Hollywood inizia ad interessarsi al tema del conflitto nel Sudest asiatico soltanto alla fine degli anni Settanta, cioè dopo il definitivo ritiro delle forze americane dal Vietnam (1973) e la cessazione delle ostilità (Saigon cade nell’aprile del ’75).
Il totale silenzio delle majors a proposito del Vietnam negli anni in cui la guerra è in corso e nel periodo dell’immediato dopoguerra si spiega, almeno in parte, con la tradizionale ritrosia dell’industria del cinema statunitense ad affrontare temi politicamente scottanti. I produttori hollywoodiani hanno sempre dimostrato grande prudenza nel finanziare film che trattino argomenti controversi, poiché possono andare incontro a polemiche o addirittura a forme di boicottaggio, cosa molto pericolosa sul piano economico. Si tratta insomma di un silenzio dettato da ragioni esclusivamente finanziarie e non politiche, tant’è che le grandi case californiane non realizzarono film né a favore né contro l’intervento n Vietnam. Ovviamente l’assenza di film sul tema del Vietnam tra il 1964 e il biennio ’78-’79 non può essere spiegata soltanto con la tradizionale riluttanza delle grandi case di produzione a toccare argomenti controversi. L’altra ragione è certamente rappresentata dal fatto che i principali registi dell’epoca trovavano difficile parlare in maniera diretta di un argomento così violentemente dibattuto nel paese: finchè l’America è spaccata in due tra pacifisti e interventisti del conflitto, il Vietnam si configura come un soggetto poco adatto per chi non voglia chiudersi in un progetto di cinema esclusivamente militante.
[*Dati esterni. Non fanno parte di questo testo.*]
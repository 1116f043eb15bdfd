//! Transport layer: wire-format details (paths, query strings, JSON bodies).

mod coverage;
mod json;
mod numbers;
mod orders;

pub use coverage::{
    encode_browse_numbers_path, encode_country_coverage_path, encode_did_groups_path,
    encode_regions_path,
};
pub use json::{decode_error_envelope, decode_json_response, encode_json_body};
pub use numbers::{encode_delete_number_path, encode_list_numbers_path};
pub use orders::{encode_create_order_path, encode_get_order_path, encode_list_orders_path};

/// Percent-encode a single path segment so `/`, `?` and `#` stay inside it.
fn encode_path_segment(value: &str) -> String {
    // form_urlencoded escapes a literal `+` as `%2B`, so the only `+` left is a space.
    url::form_urlencoded::byte_serialize(value.as_bytes())
        .collect::<String>()
        .replace('+', "%20")
}

/// Append `params` to `path` as a query string. Returns `path` unchanged when empty.
fn with_query(path: &str, params: &[(&str, String)]) -> String {
    if params.is_empty() {
        return path.to_owned();
    }
    let query = url::form_urlencoded::Serializer::new(String::new())
        .extend_pairs(params.iter().map(|(key, value)| (*key, value.as_str())))
        .finish();
    format!("{path}?{query}")
}
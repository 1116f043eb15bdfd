//! Domain layer: strong types with validation and invariants (no I/O).

mod request;
mod response;
mod validation;
mod value;

pub use request::{
    CreateOrder, DEFAULT_PAGE, DEFAULT_PAGE_SIZE, DidGroupsQuery, ListNumbers, ListOrders,
    OrderItem,
};
pub use response::{
    BrowseAvailableNumbersResponse, CountryCoverage, CountryCoverageResponse, DeleteNumberResponse,
    DidGroup, DidGroupCountry, DidGroupFees, DidGroupRegion, DidGroupsResponse, ErrorDetail,
    ErrorEnvelope, Meta, Number, NumberResponse, Order, OrderItemDetail, OrderItemResponse,
    OrderQuantity, OrderResponse, OrderedNumber, OrdersResponse, Region, RegionsResponse,
};
pub use validation::ValidationError;
pub use value::{
    ApiKey, ApiSecret, CountryIso, DidNumber, ErrorCode, KnownErrorCode, OrderId, OrderItemStatus,
};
Alla fine degli anni Settanta la ferita del Vietnam, per quanto lungi dall’essere rimarginata, inizia a bruciare di meno, per cui il cinema può finalmente cominciare a lavorare attorno a questo argomento. La prima ondata di film che affrontano direttamente il tema della dirty war arriva nel biennio ’78-’79, quando escono Il cacciatore di Michael Cimino e Apocalypse now di Francis Ford Coppola. Anche, e forse soprattutto, a causa della presenza di una enorme quantità di immagini documentarie sulla guerra del Vietnam prodotte dalla televisione, Cimino e Coppola compiono la scelta strategica di collocarsi non solo al di fuori della tradizione del war film, ma più in generale al di fuori di ogni ipotesi di tipo mimetico. I due film, infatti, rifiutano di raccontare la guerra attraverso i codici del realismo, che sono caratteristici del genere bellico, optando rappresentazione simbolica. Apocalypse Now e Il cacciatore non sono film di guerra canonici, sin dall’organizzazione della vicenda, che manca della tripartizione tradizionale del racconto di guerra novecentesco: 1) addestramento; 2) arrivo al fronte, battesimo di fuoco e perdita dell’innocenza; 3) rigenerazione attraverso la violenza: l’eroe tipico del film bellico è la giovane recluta inesperta che alla fine della vicenda, dopo una serie di ardue prove, si sarà trasformata in un duro combattente.[1] Quelli di Apocalypse now e de Il cacciatore, invece, sono eroi maturi: per loro il Vietnam è certo un percorso doloroso di formazione, ma non è un rito di passaggio nel senso classico del termine, perché essi sono già adulti. Nella sequenza di apertura di Apocalypse now il capitano Willard (Martin Sheen) racconta subito il suo passato da combattente e dice di aver divorziato dalla moglie, cui ha preferito un’ascetica esistenza di guerra.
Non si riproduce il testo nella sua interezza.